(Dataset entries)
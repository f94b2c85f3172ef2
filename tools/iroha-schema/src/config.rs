// SPDX-License-Identifier: Apache-2.0 OR MIT
// Copyright (c) 2025-2026 naskel.com

//! Tool configuration file.
//!
//! ```toml
//! log_level = "info"
//!
//! [codec]
//! max_depth = 128
//! max_sequence_len = 1048576
//! reject_trailing_bytes = true
//! ```

use iroha_schema::{CodecConfig, ConfigError};
use serde::{Deserialize, Serialize};
use std::path::Path;
use tracing_subscriber::EnvFilter;

#[derive(Debug, Clone, PartialEq, Eq, Serialize, Deserialize)]
pub struct ToolConfig {
    /// Log level (trace, debug, info, warn, error) or an `EnvFilter` directive.
    #[serde(default = "default_log_level")]
    pub log_level: String,

    /// Decoder limits.
    #[serde(default)]
    pub codec: CodecConfig,
}

fn default_log_level() -> String {
    "info".into()
}

impl Default for ToolConfig {
    fn default() -> Self {
        Self {
            log_level: default_log_level(),
            codec: CodecConfig::default(),
        }
    }
}

impl ToolConfig {
    pub fn from_file<P: AsRef<Path>>(path: P) -> Result<Self, ConfigError> {
        let content = std::fs::read_to_string(path)?;
        let config: Self = toml::from_str(&content)?;
        config.validate()?;
        Ok(config)
    }

    pub fn validate(&self) -> Result<(), ConfigError> {
        if EnvFilter::try_new(&self.log_level).is_err() {
            return Err(ConfigError::Invalid(format!(
                "log_level `{}` is not a valid filter",
                self.log_level
            )));
        }
        self.codec.validate()
    }
}
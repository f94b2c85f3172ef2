// SPDX-License-Identifier: Apache-2.0 OR MIT
// Copyright (c) 2025-2026 naskel.com

//! The frozen schema produced by the resolution pass.

use super::defaults::{default_value, TypeTable};
use super::{SchemaError, TypeDescriptor, TypeId};
use crate::value::Value;
use std::collections::{BTreeMap, HashMap};
use std::convert::Infallible;

/// Immutable, fully resolved type table.
///
/// Every reference inside a descriptor is a [`TypeId`] into this table, so
/// encoding and decoding never look names up. A `Schema` is `Send + Sync`
/// and can be shared behind an `Arc` by any number of codec users.
#[derive(Debug, Clone)]
pub struct Schema {
    types: Vec<TypeDescriptor<TypeId>>,
    index: HashMap<String, TypeId>,
}

impl Schema {
    pub(crate) fn from_parts(
        types: Vec<TypeDescriptor<TypeId>>,
        index: HashMap<String, TypeId>,
    ) -> Self {
        Self { types, index }
    }

    /// Id registered under `name`.
    pub fn lookup(&self, name: &str) -> Option<TypeId> {
        self.index.get(name).copied()
    }

    /// Id registered under `name`, or [`SchemaError::UnknownType`].
    pub fn type_id(&self, name: &str) -> Result<TypeId, SchemaError> {
        self.lookup(name)
            .ok_or_else(|| SchemaError::UnknownType(name.to_string()))
    }

    /// Descriptor of a type.
    pub fn get(&self, id: TypeId) -> Option<&TypeDescriptor<TypeId>> {
        self.types.get(id.0)
    }

    /// Name of a type.
    pub fn name_of(&self, id: TypeId) -> Option<&str> {
        self.get(id).map(|d| d.name.as_str())
    }

    /// Number of types, primitives included.
    pub fn len(&self) -> usize {
        self.types.len()
    }

    /// Returns `true` if the schema holds no types.
    pub fn is_empty(&self) -> bool {
        self.types.is_empty()
    }

    /// All types in id order.
    pub fn iter(&self) -> impl Iterator<Item = (TypeId, &TypeDescriptor<TypeId>)> {
        self.types.iter().enumerate().map(|(i, d)| (TypeId(i), d))
    }

    /// Default instance of a type.
    pub fn default_value(&self, id: TypeId) -> Result<Value, SchemaError> {
        default_value(self, &id)
    }

    /// Name-keyed view with references rendered as type names.
    pub fn dump(&self) -> BTreeMap<String, TypeDescriptor<String>> {
        self.types
            .iter()
            .map(|desc| {
                let named = desc
                    .clone()
                    .try_map_refs(|id| Ok::<_, Infallible>(self.display_name(id)));
                let named = match named {
                    Ok(named) => named,
                    Err(never) => match never {},
                };
                (desc.name.clone(), named)
            })
            .collect()
    }

    fn display_name(&self, id: TypeId) -> String {
        self.name_of(id)
            .map(str::to_string)
            .unwrap_or_else(|| id.to_string())
    }
}

impl TypeTable for Schema {
    type Ref = TypeId;

    fn describe(&self, r: &TypeId) -> Result<&TypeDescriptor<TypeId>, SchemaError> {
        self.get(*r)
            .ok_or_else(|| SchemaError::UnknownType(r.to_string()))
    }
}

_Exercise directions_
Could you return every line from the entries above in which the string "crate" occurs?

_The answer_
use crate::value::Value;
    pub(crate) fn from_parts(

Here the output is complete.